We appreciate the criticisms offered in your recent letter to the editor.1 Certainly, selection by indication bias is an issue in any observational series. We selected cases based on the diagnosis of accreta, whether antenatal or intrapartum. Because of concern for bias in management according to timing of diagnosis, we separated the cases into those suspected antenatally and those diagnosed intrapartum when comparing the potential impact of interventions on outcome.
The authors express concern regarding the consistency of medical and surgical management of patients given the long study period and inclusion of patients from two centres. The same practice group of both maternal-fetal medicine specialists and gynaecologic oncologists practiced at both of the included institutions, the University of Utah Hospital and the Latter Day Saints Hospital, in Salt Lake City, Utah. The majority of attending physicians involved in these cases were (and continue to be) in practice at the same institutions. Both facilities are tertiary care hospitals with Level III Neonatal Intensive Care Units and both are also Level I Trauma Centers; available resources are similar between institutions. While differences in practice patterns over time remains a legitimate concern, the practitioners involved remained consistent.

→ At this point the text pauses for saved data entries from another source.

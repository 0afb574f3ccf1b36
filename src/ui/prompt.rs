//! Interactive input: turning typed answers into a legal `Move`.
//!
//! The player names a row (1-based), a block by its size when the row has
//! more than one, how many pins to take, and where to take them from when
//! not taking the whole block. Bad answers print a message and start the
//! question sequence again.

use std::io::{self, BufRead, Write};

use crate::core::{Board, Difficulty, Move};
use crate::error::InputError;

/// Where in a block the removed run sits.
#[derive(Clone, Copy, Debug, PartialEq, Eq)]
pub enum Placement {
    /// Take from the left edge.
    Left,
    /// Take from the right edge.
    Right,
    /// Take from the exact centre, leaving two equal halves.
    Center,
}

impl Placement {
    /// Menu choice: 1 = left, 2 = right, 3 = middle.
    pub fn from_choice(choice: u32) -> Result<Self, InputError> {
        match choice {
            1 => Ok(Placement::Left),
            2 => Ok(Placement::Right),
            3 => Ok(Placement::Center),
            _ => Err(InputError::InvalidPlacement),
        }
    }

    /// Offset of the first removed pin.
    ///
    /// The centre is only defined when the remainder splits evenly.
    pub fn start(self, block_size: u32, count: u32) -> Result<u32, InputError> {
        let rest = block_size
            .checked_sub(count)
            .ok_or(InputError::InvalidCount { block_size })?;
        match self {
            Placement::Left => Ok(0),
            Placement::Right => Ok(rest),
            Placement::Center if rest % 2 == 0 => Ok(rest / 2),
            Placement::Center => Err(InputError::UnevenCenter),
        }
    }
}

/// Index of the first block with the given size.
pub fn block_index(blocks: &[u32], size: u32) -> Result<usize, InputError> {
    blocks
        .iter()
        .position(|&b| b == size)
        .ok_or(InputError::InvalidBlock)
}

/// Check a pin count against a block.
pub fn check_count(count: u32, block_size: u32) -> Result<(), InputError> {
    if (1..=block_size).contains(&count) {
        Ok(())
    } else {
        Err(InputError::InvalidCount { block_size })
    }
}

/// A move as the player describes it.
#[derive(Clone, Copy, Debug, PartialEq, Eq)]
pub struct MoveRequest {
    /// Row number as displayed (1-based).
    pub row: usize,
    /// Size of the block to take from; `None` for a single-block row.
    pub block_size: Option<u32>,
    /// Pins to take.
    pub count: u32,
    /// Where to take them; ignored when taking the whole block.
    pub placement: Option<Placement>,
}

impl MoveRequest {
    /// Resolve against a board into a legal move.
    pub fn resolve(&self, board: &Board) -> Result<Move, InputError> {
        let row_index = self.row.checked_sub(1).ok_or(InputError::InvalidRow)?;
        let row = board.row(row_index).ok_or(InputError::InvalidRow)?;
        let blocks = row.blocks();

        let block = match self.block_size {
            Some(size) => block_index(blocks, size)?,
            None if blocks.len() == 1 => 0,
            None => return Err(InputError::InvalidBlock),
        };
        let size = blocks[block];

        check_count(self.count, size)?;
        let whole = Move::new(row_index, block, 0, self.count);
        if whole.takes_whole(size) {
            return Ok(whole);
        }

        let start = self
            .placement
            .ok_or(InputError::InvalidPlacement)?
            .start(size, self.count)?;
        Ok(Move { start, ..whole })
    }
}

/// Why a question sequence stopped early.
enum Interrupt {
    Eof,
    Invalid(InputError),
    Io(io::Error),
}

impl From<InputError> for Interrupt {
    fn from(err: InputError) -> Self {
        Interrupt::Invalid(err)
    }
}

impl From<io::Error> for Interrupt {
    fn from(err: io::Error) -> Self {
        Interrupt::Io(err)
    }
}

/// Line-based prompter over any reader and writer.
pub struct Prompter<R, W> {
    input: R,
    output: W,
}

impl<R: BufRead, W: Write> Prompter<R, W> {
    /// Create a prompter.
    pub fn new(input: R, output: W) -> Self {
        Self { input, output }
    }

    /// The writer, for messages outside a question.
    pub fn output(&mut self) -> &mut W {
        &mut self.output
    }

    /// Give back the reader and writer.
    pub fn into_parts(self) -> (R, W) {
        (self.input, self.output)
    }

    /// Ask for difficulty until a valid choice is made.
    ///
    /// Returns `None` at end of input.
    pub fn read_difficulty(&mut self) -> io::Result<Option<Difficulty>> {
        loop {
            let Some(line) = self.ask("Choose difficulty (1: Novice, 2: Intermediate, 3: Expert): ")? else {
                return Ok(None);
            };
            match line.trim() {
                "1" | "2" | "3" => return Ok(line.trim().parse().ok()),
                _ => writeln!(self.output, "{}", InputError::InvalidDifficulty)?,
            }
        }
    }

    /// Ask for a move until a legal one is described.
    ///
    /// Returns `None` at end of input.
    pub fn read_move(&mut self, board: &Board) -> io::Result<Option<Move>> {
        loop {
            match self.try_read_move(board) {
                Ok(mv) => return Ok(Some(mv)),
                Err(Interrupt::Eof) => return Ok(None),
                Err(Interrupt::Io(err)) => return Err(err),
                Err(Interrupt::Invalid(err)) => {
                    tracing::debug!(%err, "rejected input");
                    writeln!(self.output, "{err}")?;
                }
            }
        }
    }

    fn try_read_move(&mut self, board: &Board) -> Result<Move, Interrupt> {
        let rows = board.row_count();
        let row = self.read_number(&format!("Enter row to take from (1-{rows}): "))? as usize;
        let blocks = row
            .checked_sub(1)
            .and_then(|i| board.row(i))
            .ok_or(InputError::InvalidRow)?
            .blocks();

        writeln!(self.output, "Row {row} has blocks of sizes: {blocks:?}")?;

        let block_size = if blocks.len() > 1 {
            let size = self.read_number(&format!(
                "Which size block to take from? (e.g., {}): ",
                blocks[0]
            ))?;
            block_index(blocks, size)?;
            Some(size)
        } else {
            None
        };
        let size = block_size.unwrap_or(blocks[0]);

        let count = self.read_number(&format!("How many pins to take from the block of {size}? "))?;
        check_count(count, size)?;

        let placement = if count < size {
            let choice = self.read_number("From where? (1=left, 2=right, 3=middle): ")?;
            let placement = Placement::from_choice(choice)?;
            placement.start(size, count)?;
            Some(placement)
        } else {
            None
        };

        let request = MoveRequest {
            row,
            block_size,
            count,
            placement,
        };
        Ok(request.resolve(board)?)
    }

    fn read_number(&mut self, prompt: &str) -> Result<u32, Interrupt> {
        let line = self.ask(prompt)?.ok_or(Interrupt::Eof)?;
        line.trim()
            .parse()
            .map_err(|_| Interrupt::Invalid(InputError::NotANumber))
    }

    fn ask(&mut self, prompt: &str) -> io::Result<Option<String>> {
        write!(self.output, "{prompt}")?;
        self.output.flush()?;

        let mut line = String::new();
        if self.input.read_line(&mut line)? == 0 {
            return Ok(None);
        }
        Ok(Some(line))
    }
}

#[cfg(test)]
mod tests {
    use super::*;
    use std::io::Cursor;

    fn prompter(script: &str) -> Prompter<Cursor<Vec<u8>>, Vec<u8>> {
        Prompter::new(Cursor::new(script.as_bytes().to_vec()), Vec::new())
    }

    fn transcript(p: Prompter<Cursor<Vec<u8>>, Vec<u8>>) -> String {
        String::from_utf8(p.into_parts().1).unwrap()
    }

    #[test]
    fn test_placement_start() {
        assert_eq!(Placement::Left.start(7, 3), Ok(0));
        assert_eq!(Placement::Right.start(7, 3), Ok(4));
        assert_eq!(Placement::Center.start(7, 3), Ok(2));
        assert_eq!(Placement::Center.start(7, 2), Err(InputError::UnevenCenter));
        assert_eq!(Placement::from_choice(4), Err(InputError::InvalidPlacement));
    }

    #[test]
    fn test_placement_start_count_too_large() {
        for placement in [Placement::Left, Placement::Right, Placement::Center] {
            assert_eq!(
                placement.start(3, 5),
                Err(InputError::InvalidCount { block_size: 3 })
            );
        }
    }

    #[test]
    fn test_request_whole_block() {
        let request = MoveRequest {
            row: 2,
            block_size: None,
            count: 5,
            placement: None,
        };
        assert_eq!(request.resolve(&Board::initial()), Ok(Move::new(1, 0, 0, 5)));
    }

    #[test]
    fn test_request_picks_block_by_size() {
        let board = Board::from_rows(vec![vec![1, 4]]).unwrap();
        let request = MoveRequest {
            row: 1,
            block_size: Some(4),
            count: 2,
            placement: Some(Placement::Center),
        };
        assert_eq!(request.resolve(&board), Ok(Move::new(0, 1, 1, 2)));
    }

    #[test]
    fn test_request_errors() {
        let board = Board::initial();
        let base = MoveRequest {
            row: 1,
            block_size: None,
            count: 1,
            placement: Some(Placement::Left),
        };
        assert_eq!(
            MoveRequest { row: 0, ..base }.resolve(&board),
            Err(InputError::InvalidRow)
        );
        assert_eq!(
            MoveRequest { row: 4, ..base }.resolve(&board),
            Err(InputError::InvalidRow)
        );
        assert_eq!(
            MoveRequest { block_size: Some(2), ..base }.resolve(&board),
            Err(InputError::InvalidBlock)
        );
        assert_eq!(
            MoveRequest { count: 4, ..base }.resolve(&board),
            Err(InputError::InvalidCount { block_size: 3 })
        );
        assert_eq!(
            MoveRequest { placement: None, ..base }.resolve(&board),
            Err(InputError::InvalidPlacement)
        );
    }

    #[test]
    fn test_read_move_take_from_right() {
        let mut p = prompter("3\n2\n2\n");
        let mv = p.read_move(&Board::initial()).unwrap();
        assert_eq!(mv, Some(Move::new(2, 0, 5, 2)));
        assert!(transcript(p).contains("Row 3 has blocks of sizes: [7]"));
    }

    #[test]
    fn test_read_move_skips_placement_for_whole_block() {
        let mut p = prompter("1\n3\n");
        assert_eq!(p.read_move(&Board::initial()).unwrap(), Some(Move::new(0, 0, 0, 3)));
    }

    #[test]
    fn test_read_move_asks_block_size() {
        let board = Board::from_rows(vec![vec![2, 5]]).unwrap();
        let mut p = prompter("1\n5\n1\n3\n");
        assert_eq!(p.read_move(&board).unwrap(), Some(Move::new(0, 1, 2, 1)));
    }

    #[test]
    fn test_read_move_retries_after_bad_input() {
        let mut p = prompter("x\n9\n3\n2\n3\n3\n2\n2\n");
        // "x" not a number, "9" bad row, then row 3 count 2 centre (uneven),
        // then row 3 count 2 right.
        let mv = p.read_move(&Board::initial()).unwrap();
        assert_eq!(mv, Some(Move::new(2, 0, 5, 2)));

        let out = transcript(p);
        assert!(out.contains("Invalid input. Please enter numbers only."));
        assert!(out.contains("Invalid row. Please try again."));
        assert!(out.contains("Cannot take from middle and leave two equal sides. Try again."));
    }

    #[test]
    fn test_read_move_eof() {
        let mut p = prompter("2\n");
        assert_eq!(p.read_move(&Board::initial()).unwrap(), None);
    }

    #[test]
    fn test_read_difficulty() {
        let mut p = prompter("0\nexpert\n3\n");
        assert_eq!(p.read_difficulty().unwrap(), Some(Difficulty::Expert));
        let out = transcript(p);
        assert_eq!(out.matches("Invalid choice. Please enter 1, 2, or 3.").count(), 2);
    }

    #[test]
    fn test_read_difficulty_eof() {
        let mut p = prompter("");
        assert_eq!(p.read_difficulty().unwrap(), None);
    }
}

Regarding ureteral stent placement, there may be some bias as to practitioner preference, but most of our gynaecologic oncologists endorse ureteral stent placement prior to skin incision for any case involving suspected placenta accreta, regardless of other patient characteristics (such as BMI, degree of suspected invasion). The greatest blood loss in these cases occurs during dissection of the bladder from the lower uterine segment and ureteral stents allow for more rapid, continuous localization of the ureters, which may reduce operative time and blood loss while also reducing the likelihood of ureteral injury.
The authors express concern regarding the comparison of those who did and did not undergo prophylactic hypogastric ligation and how such a procedure can be prophylactic in cases of anterior previa. For the purpose of this study, only those women with suspected accreta were included in this comparison (ligation versus no ligation) for obvious reasons of selection bias. ‘Prophylactic’ referred to those ligations performed after delivery of the baby and prior to initiation of hysterectomy as determined by the operative note. The practice in cases of suspected placenta accreta in our institutions is to perform a classical uterine incision beginning above the placental margin (a fundal uterine incision) to avoid placental disruption. The hysterotomy was closed and, if the surgeon elected to do so, prophylactic hypogastric ligation was performed at that time. Performance of the procedure was at the discretion of the attending physician and based, largely, on personal preference as indicated in the manuscript. We did not suggest that hypogastric ligation is never effective, simply that we could not show a benefit in terms of reducing morbidity or the need for large volume transfusion in our cohort of patients.
We agree that our cohort was subject to bias and we acknowledged this limitation in our manuscript. The only way to determine the best way to care for women with placenta accreta is through properly designed clinical trials. Until such data are available, case series such as ours can provide some guidance to clinicians regarding others experience with this morbid and increasingly common condition.